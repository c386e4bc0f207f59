//! Minimal hash-map client for the remote store.

use std::time::Duration;

use async_trait::async_trait;
use deadpool_redis::{Config, Pool, PoolConfig, Runtime};
use redis::AsyncCommands;
use tracing::info;

use crate::config::RemoteStoreConfig;
use crate::error::CacheError;

/// The handful of hash commands [`super::RemoteStore`] needs.
///
/// Errors are reported as [`CacheError::TransientStore`]; callers decide how to degrade.
#[async_trait]
pub trait HashClient: Send + Sync {
    async fn hget(&self, key: &str, field: &str) -> Result<Option<String>, CacheError>;

    async fn hset(&self, key: &str, field: &str, value: &str) -> Result<(), CacheError>;

    async fn hdel(&self, key: &str, field: &str) -> Result<(), CacheError>;

    /// Delete every key in one atomic step.
    async fn del_keys(&self, keys: &[String]) -> Result<(), CacheError>;

    async fn expire(&self, key: &str, ttl: Duration) -> Result<(), CacheError>;
}

/// [`HashClient`] backed by a pooled Redis connection.
#[derive(Clone)]
pub struct RedisHashClient {
    pool: Pool,
}

impl RedisHashClient {
    /// Build the connection pool.
    ///
    /// Connections are opened lazily, so an unreachable server is not an error here.
    pub fn connect(config: &RemoteStoreConfig) -> Result<Self, CacheError> {
        let url = config.url();
        let timeout = config.timeout();

        let mut pool_config = PoolConfig::new(config.pool_size);
        pool_config.timeouts.wait = Some(timeout);
        pool_config.timeouts.create = Some(timeout);
        pool_config.timeouts.recycle = Some(timeout);

        let mut redis_config = Config::from_url(url.clone());
        redis_config.pool = Some(pool_config);

        let pool = redis_config
            .create_pool(Some(Runtime::Tokio1))
            .map_err(|e| CacheError::Configuration(format!("remote store pool: {}", e)))?;

        info!(url = %url, pool_size = config.pool_size, "Remote store pool created");
        Ok(Self { pool })
    }

    async fn connection(&self) -> Result<deadpool_redis::Connection, CacheError> {
        self.pool
            .get()
            .await
            .map_err(|e| CacheError::TransientStore(format!("connection: {}", e)))
    }
}

fn transient(op: &str, e: redis::RedisError) -> CacheError {
    CacheError::TransientStore(format!("{}: {}", op, e))
}

#[async_trait]
impl HashClient for RedisHashClient {
    async fn hget(&self, key: &str, field: &str) -> Result<Option<String>, CacheError> {
        let mut conn = self.connection().await?;
        conn.hget::<_, _, Option<String>>(key, field)
            .await
            .map_err(|e| transient("HGET", e))
    }

    async fn hset(&self, key: &str, field: &str, value: &str) -> Result<(), CacheError> {
        let mut conn = self.connection().await?;
        conn.hset::<_, _, _, ()>(key, field, value)
            .await
            .map_err(|e| transient("HSET", e))
    }

    async fn hdel(&self, key: &str, field: &str) -> Result<(), CacheError> {
        let mut conn = self.connection().await?;
        conn.hdel::<_, _, ()>(key, field)
            .await
            .map_err(|e| transient("HDEL", e))
    }

    async fn del_keys(&self, keys: &[String]) -> Result<(), CacheError> {
        if keys.is_empty() {
            return Ok(());
        }

        let mut conn = self.connection().await?;
        let mut pipe = redis::pipe();
        pipe.atomic();
        for key in keys {
            pipe.del(key).ignore();
        }
        pipe.query_async::<()>(&mut conn)
            .await
            .map_err(|e| transient("DEL", e))
    }

    async fn expire(&self, key: &str, ttl: Duration) -> Result<(), CacheError> {
        let mut conn = self.connection().await?;
        let seconds = ttl.as_secs().max(1) as i64;
        conn.expire::<_, ()>(key, seconds)
            .await
            .map_err(|e| transient("EXPIRE", e))
    }
}
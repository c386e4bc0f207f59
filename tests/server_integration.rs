use std::sync::{Arc, Mutex};
use std::time::Duration;

use anyhow::Result;
use async_trait::async_trait;
use axum::{
    Router,
    body::{Body, to_bytes},
    http::{Request, StatusCode},
};
use serde_json::{Value, json};
use tower::ServiceExt;

use iam_proxy::auth::AuthorizationComponents;
use iam_proxy::config::CacheSettings;
use iam_proxy::server::{AppState, create_router};
use iam_proxy::services::{UpstreamClient, UpstreamError};

/// Provider stand-in that serves a fixed grant list and records dispatches.
#[derive(Default)]
struct FakeProvider {
    calls: Mutex<Vec<String>>,
}

impl FakeProvider {
    fn count(&self, action: &str) -> usize {
        self.calls.lock().unwrap().iter().filter(|a| a.as_str() == action).count()
    }
}

#[async_trait]
impl UpstreamClient for FakeProvider {
    async fn dispatch(&self, action: &str, _payload: Value) -> Result<Value, UpstreamError> {
        self.calls.lock().unwrap().push(action.to_string());
        match action {
            "api.application.iam.access.build" => Ok(json!([
                "iam:billing:1100:u1:invoice#42",
                "iam:reports:0100:u1:",
            ])),
            "api.application.iam.access.grant" => Ok(json!({"granted": true})),
            "api.application.profile.read" => Ok(json!({"id": "p1", "name": "Ada"})),
            _ => Ok(Value::Null),
        }
    }
}

async fn app() -> Result<(Router, Arc<FakeProvider>, AuthorizationComponents)> {
    let provider = Arc::new(FakeProvider::default());
    let components = AuthorizationComponents::with_upstream(&CacheSettings::default(), provider.clone()).await?;
    Ok((create_router(AppState::new(components.clone())), provider, components))
}

async fn post(app: &Router, uri: &str, body: Value) -> Result<(StatusCode, Value)> {
    let request = Request::builder()
        .method("POST")
        .uri(uri)
        .header("content-type", "application/json")
        .body(Body::from(body.to_string()))?;
    let response = app.clone().oneshot(request).await?;
    let status = response.status();
    let bytes = to_bytes(response.into_body(), usize::MAX).await?;
    let value = serde_json::from_slice(&bytes)
        .unwrap_or_else(|_| Value::String(String::from_utf8_lossy(&bytes).into_owned()));
    Ok((status, value))
}

#[tokio::test]
async fn test_liveness_and_readiness() -> Result<()> {
    let (app, _, components) = app().await?;

    let response = app
        .clone()
        .oneshot(Request::builder().uri("/health").body(Body::empty())?)
        .await?;
    assert_eq!(response.status(), StatusCode::OK);
    assert_eq!(to_bytes(response.into_body(), usize::MAX).await?, "OK");

    let response = app
        .oneshot(Request::builder().uri("/health/ready").body(Body::empty())?)
        .await?;
    assert_eq!(response.status(), StatusCode::OK);

    components.shutdown().await;
    Ok(())
}

#[tokio::test]
async fn test_ping_aliases() -> Result<()> {
    let (app, provider, components) = app().await?;

    for uri in ["/", "/api", "/ping", "/check/uiamp"] {
        let response = app
            .clone()
            .oneshot(Request::builder().uri(uri).body(Body::empty())?)
            .await?;
        assert_eq!(response.status(), StatusCode::OK, "{}", uri);
        assert_eq!(to_bytes(response.into_body(), usize::MAX).await?, "OK");
    }
    assert!(provider.calls.lock().unwrap().is_empty());

    components.shutdown().await;
    Ok(())
}

#[tokio::test]
async fn test_custom_action_passthrough() -> Result<()> {
    let (app, provider, components) = app().await?;

    let (status, body) = post(
        &app,
        "/custom",
        json!({"action": "api.application.profile.read", "payload": {"profile_id": "p1"}}),
    )
    .await?;
    assert_eq!(status, StatusCode::OK);
    assert_eq!(body, json!({"id": "p1", "name": "Ada"}));
    assert_eq!(provider.count("api.application.profile.read"), 1);

    let (status, _) = post(&app, "/custom", json!({"action": "api.application.profile.read"})).await?;
    assert_eq!(status, StatusCode::BAD_REQUEST);
    let (status, _) = post(&app, "/custom", json!({"payload": {}})).await?;
    assert_eq!(status, StatusCode::BAD_REQUEST);
    assert_eq!(provider.count("api.application.profile.read"), 1);

    components.shutdown().await;
    Ok(())
}

#[tokio::test]
async fn test_verify_matches_and_caches() -> Result<()> {
    let (app, provider, components) = app().await?;
    let request = json!({
        "access_id": "a1",
        "user_id": "u1",
        "category": "billing",
        "action": ["create"],
        "entity_type": "invoice",
        "entity_id": "42"
    });

    let (status, body) = post(&app, "/iam/verify", request).await?;
    assert_eq!(status, StatusCode::OK);
    assert_eq!(
        body,
        json!({"match": true, "permission": "iam:billing:1100:u1:invoice#42", "entity_field": "invoice"})
    );

    let (_, body) = post(
        &app,
        "/iam/verify",
        json!({"access_id": "a1", "user_id": "u1", "category": "billing", "action": ["READ"]}),
    )
    .await?;
    assert_eq!(body["match"], false);

    assert_eq!(provider.count("api.application.iam.access.build"), 1);
    components.shutdown().await;
    Ok(())
}

#[tokio::test]
async fn test_verify_without_scope_is_bad_request() -> Result<()> {
    let (app, provider, components) = app().await?;

    let (status, body) = post(&app, "/iam/verify", json!({"access_id": "a1"})).await?;
    assert_eq!(status, StatusCode::BAD_REQUEST);
    assert!(body.as_str().unwrap_or_default().contains("role_id or user_id"));
    assert!(provider.calls.lock().unwrap().is_empty());

    components.shutdown().await;
    Ok(())
}

#[tokio::test]
async fn test_grant_invalidates_cached_user() -> Result<()> {
    let (app, provider, components) = app().await?;
    let verify = json!({"access_id": "a1", "user_id": "u1", "category": "reports"});

    post(&app, "/iam/verify", verify.clone()).await?;
    let (status, body) = post(
        &app,
        "/iam/grant",
        json!({"access_id": "a1", "user_id": "u1", "role": "admin"}),
    )
    .await?;
    assert_eq!(status, StatusCode::OK);
    assert_eq!(body, json!({"granted": true}));

    post(&app, "/iam/verify", verify).await?;
    assert_eq!(provider.count("api.application.iam.access.build"), 2);

    components.shutdown().await;
    Ok(())
}

#[tokio::test]
async fn test_webhook_event_invalidates_access() -> Result<()> {
    let (app, provider, components) = app().await?;
    let verify = json!({"access_id": "a1", "role_id": "r1"});

    let (_, entries) = post(&app, "/iam/verify", verify.clone()).await?;
    assert_eq!(entries.as_array().map(Vec::len), Some(2));

    let (status, body) = post(
        &app,
        "/events",
        json!({"type": "permission.delete", "payload": {"access_id": "a1"}}),
    )
    .await?;
    assert_eq!(status, StatusCode::ACCEPTED);
    assert_eq!(body["delivered"], 2);

    let mut rebuilt = false;
    for _ in 0..100 {
        post(&app, "/iam/verify", verify.clone()).await?;
        if provider.count("api.application.iam.access.build") > 1 {
            rebuilt = true;
            break;
        }
        tokio::time::sleep(Duration::from_millis(10)).await;
    }
    assert!(rebuilt);

    components.shutdown().await;
    Ok(())
}

#[tokio::test]
async fn test_permission_routes_validate_and_forward() -> Result<()> {
    let (app, _, components) = app().await?;

    let (status, _) = post(&app, "/permission/grant", json!({"access_id": "a1", "role": "admin"})).await?;
    assert_eq!(status, StatusCode::BAD_REQUEST);

    let (status, body) = post(
        &app,
        "/permission/revoke",
        json!({"access_id": "a1", "category": "billing"}),
    )
    .await?;
    assert_eq!(status, StatusCode::OK);
    assert_eq!(body, json!({}));

    components.shutdown().await;
    Ok(())
}
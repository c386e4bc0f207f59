use std::time::Duration;

use tokio::time::Instant;

use crate::auth::AuthorizationComponents;

pub mod handlers;
pub mod runtime;

pub use runtime::{create_router, start_server};

/// State shared by every route.
#[derive(Clone)]
pub struct AppState {
    pub components: AuthorizationComponents,
    started_at: Instant,
}

impl AppState {
    pub fn new(components: AuthorizationComponents) -> Self {
        Self {
            components,
            started_at: Instant::now(),
        }
    }

    pub fn uptime(&self) -> Duration {
        self.started_at.elapsed()
    }
}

::::::::

→ **Work task**
State how many lines in the data include the string "calls". Nothing else belongs in the reply.

→ **Exercise result**
5